Recipe — Wiring orchestrator stores in production

You have an orchestrator working in development against ai.checkpoint.memory(). Now it has to survive deploys, run across multiple processes, and resume any turn that was in flight when a pod was rotated. That means two durable stores, a real migration, and a boot-drain loop.

This recipe wires the production story: a dev-owned Postgres pool for the checkpoint store, a choice of Postgres or Redis for the snapshot store, the schema migration you run yourself, and the startup loop that resumes interrupted sessions.

Two stores, two contracts

ai.orchestrator() persists through two distinct stores. Confusing them is the most common wiring mistake.
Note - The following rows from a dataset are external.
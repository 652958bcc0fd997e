//! Tool dispatch and handlers.
//!
//! Six tools, each one or two registry fetches followed by a render. The MCP
//! service and the `call` command both go through `Toolbox`.

use rmcp::schemars;
use serde::de::DeserializeOwned;
use serde::Deserialize;
use serde_json::Value;
use tracing::info;

use pubdev_config::Settings;
use pubdev_core::error::{PubError, PubResult};
use pubdev_registry::RegistryClient;

use crate::render;

/// The tools exposed to the orchestrator
#[derive(Debug, Clone, Copy, PartialEq, Eq)]
pub enum ToolKind {
    PackageInfo,
    SearchPackages,
    PackageVersions,
    PackageDocumentation,
    PackageScore,
    TrendingPackages,
}

impl ToolKind {
    pub const ALL: [ToolKind; 6] = [
        ToolKind::PackageInfo,
        ToolKind::SearchPackages,
        ToolKind::PackageVersions,
        ToolKind::PackageDocumentation,
        ToolKind::PackageScore,
        ToolKind::TrendingPackages,
    ];

    /// Wire name of the tool
    pub fn name(self) -> &'static str {
        match self {
            ToolKind::PackageInfo => "get_package_info",
            ToolKind::SearchPackages => "search_packages",
            ToolKind::PackageVersions => "get_package_versions",
            ToolKind::PackageDocumentation => "get_package_documentation",
            ToolKind::PackageScore => "get_package_score",
            ToolKind::TrendingPackages => "get_trending_packages",
        }
    }

    /// Look a tool up by its wire name
    pub fn from_name(name: &str) -> Option<Self> {
        Self::ALL.into_iter().find(|kind| kind.name() == name)
    }
}

#[derive(Debug, Deserialize, schemars::JsonSchema)]
pub struct PackageNameArgs {
    #[schemars(description = "Package name on pub.dev (e.g. http, provider, bloc)")]
    pub package_name: String,
}

#[derive(Debug, Deserialize, schemars::JsonSchema)]
pub struct SearchArgs {
    #[schemars(description = "Search terms")]
    pub query: String,

    #[schemars(description = "Page number (default: 1)")]
    #[serde(default)]
    pub page: Option<u32>,
}

#[derive(Debug, Deserialize, schemars::JsonSchema)]
pub struct DocumentationArgs {
    #[schemars(description = "Package name on pub.dev")]
    pub package_name: String,

    #[schemars(description = "Package version (default: latest)")]
    #[serde(default)]
    pub version: Option<String>,
}

#[derive(Debug, Default, Deserialize, schemars::JsonSchema)]
pub struct PageArgs {
    #[schemars(description = "Page number (default: 1)")]
    #[serde(default)]
    pub page: Option<u32>,
}

/// Registry client plus the rendering limits the handlers need
#[derive(Debug, Clone)]
pub struct Toolbox {
    client: RegistryClient,
    readme_char_limit: usize,
    trending_page_size: usize,
}

impl Toolbox {
    /// Build a toolbox from resolved settings
    pub fn from_settings(settings: &Settings) -> PubResult<Self> {
        Ok(Self {
            client: RegistryClient::from_settings(settings)?,
            readme_char_limit: settings.readme_char_limit,
            trending_page_size: settings.trending_page_size,
        })
    }

    /// Run the tool called `name` with JSON `arguments`
    pub async fn dispatch(&self, name: &str, arguments: Value) -> PubResult<String> {
        let kind = ToolKind::from_name(name).ok_or_else(|| PubError::UnknownTool {
            name: name.to_string(),
            suggestion: suggest_similar_tool(name),
        })?;

        info!(tool = kind.name(), "dispatching tool call");
        match kind {
            ToolKind::PackageInfo => {
                let args: PackageNameArgs = parse_args(arguments)?;
                self.package_info(&args.package_name).await
            },
            ToolKind::SearchPackages => {
                let args: SearchArgs = parse_args(arguments)?;
                self.search_packages(&args.query, args.page).await
            },
            ToolKind::PackageVersions => {
                let args: PackageNameArgs = parse_args(arguments)?;
                self.package_versions(&args.package_name).await
            },
            ToolKind::PackageDocumentation => {
                let args: DocumentationArgs = parse_args(arguments)?;
                self.package_documentation(&args.package_name, args.version.as_deref())
                    .await
            },
            ToolKind::PackageScore => {
                let args: PackageNameArgs = parse_args(arguments)?;
                self.package_score(&args.package_name).await
            },
            ToolKind::TrendingPackages => {
                let args: PageArgs = parse_args(arguments)?;
                self.trending_packages(args.page).await
            },
        }
    }

    pub async fn package_info(&self, package_name: &str) -> PubResult<String> {
        let package = self.client.fetch_package(package_name).await?;
        Ok(render::package_info(&package, self.client.site_base_url()))
    }

    pub async fn search_packages(&self, query: &str, page: Option<u32>) -> PubResult<String> {
        let page = normalize_page(page);
        let results = self.client.search(query, page).await?;
        Ok(render::search_results(
            query.trim(),
            page,
            &results,
            self.client.site_base_url(),
        ))
    }

    pub async fn package_versions(&self, package_name: &str) -> PubResult<String> {
        let package = self.client.fetch_package(package_name).await?;
        Ok(render::version_history(&package))
    }

    /// Fetches the HTML page first, then the metadata
    pub async fn package_documentation(
        &self,
        package_name: &str,
        version: Option<&str>,
    ) -> PubResult<String> {
        let version = version.map(str::trim).filter(|v| !v.is_empty());
        let page = self.client.fetch_package_page(package_name, version).await?;
        let package = self.client.fetch_package(package_name).await?;

        Ok(render::documentation(
            &package,
            version,
            page.as_deref(),
            self.readme_char_limit,
            self.client.site_base_url(),
        ))
    }

    pub async fn package_score(&self, package_name: &str) -> PubResult<String> {
        let score = self.client.fetch_score(package_name).await?;
        Ok(render::score(
            package_name.trim(),
            &score,
            self.client.site_base_url(),
        ))
    }

    pub async fn trending_packages(&self, page: Option<u32>) -> PubResult<String> {
        let page = normalize_page(page);
        let results = self.client.search_popular(page).await?;
        Ok(render::trending(
            page,
            &results,
            self.trending_page_size,
            self.client.site_base_url(),
        ))
    }
}

/// Missing or zero pages mean the first page
fn normalize_page(page: Option<u32>) -> u32 {
    page.unwrap_or(1).max(1)
}

/// An absent argument object is treated as `{}`
fn parse_args<T: DeserializeOwned>(arguments: Value) -> PubResult<T> {
    let arguments = match arguments {
        Value::Null => Value::Object(Default::default()),
        other => other,
    };

    serde_json::from_value(arguments).map_err(|e| PubError::invalid_argument("arguments", e.to_string()))
}

/// Suggest the closest tool name based on edit distance
pub fn suggest_similar_tool(input: &str) -> Option<String> {
    let mut best_match = None;
    let mut best_distance = usize::MAX;

    for kind in ToolKind::ALL {
        let distance = edit_distance(input, kind.name());
        if distance < best_distance && distance <= 3 {
            best_distance = distance;
            best_match = Some(kind.name());
        }
    }

    best_match.map(|s| s.to_string())
}

/// Levenshtein distance over chars, two-row variant
fn edit_distance(a: &str, b: &str) -> usize {
    let a_chars: Vec<char> = a.chars().collect();
    let b_chars: Vec<char> = b.chars().collect();

    let mut previous: Vec<usize> = (0..=b_chars.len()).collect();
    let mut current = vec![0; b_chars.len() + 1];

    for (i, a_char) in a_chars.iter().enumerate() {
        current[0] = i + 1;
        for (j, b_char) in b_chars.iter().enumerate() {
            let cost = usize::from(a_char != b_char);
            current[j + 1] = (previous[j + 1] + 1)
                .min(current[j] + 1)
                .min(previous[j] + cost);
        }
        std::mem::swap(&mut previous, &mut current);
    }

    previous[b_chars.len()]
}

#[cfg(test)]
mod tests;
Store	Factory	Persists	Keyed by	Needed when
checkpoint	`ai.checkpoint.{memory,pg,redis}()`	cross-turn session state (one append-only row per settled turn)	`(orchestrator_name, session_id, turn_index)`	always
snapshot	`ai.snapshot.{memory,pg,redis}()`	in-flight internal-supervisor run state	`runId`	only with `iterate: true`

An iterate: false orchestrator needs only a checkpoint store. An iterate: true orchestrator needs both.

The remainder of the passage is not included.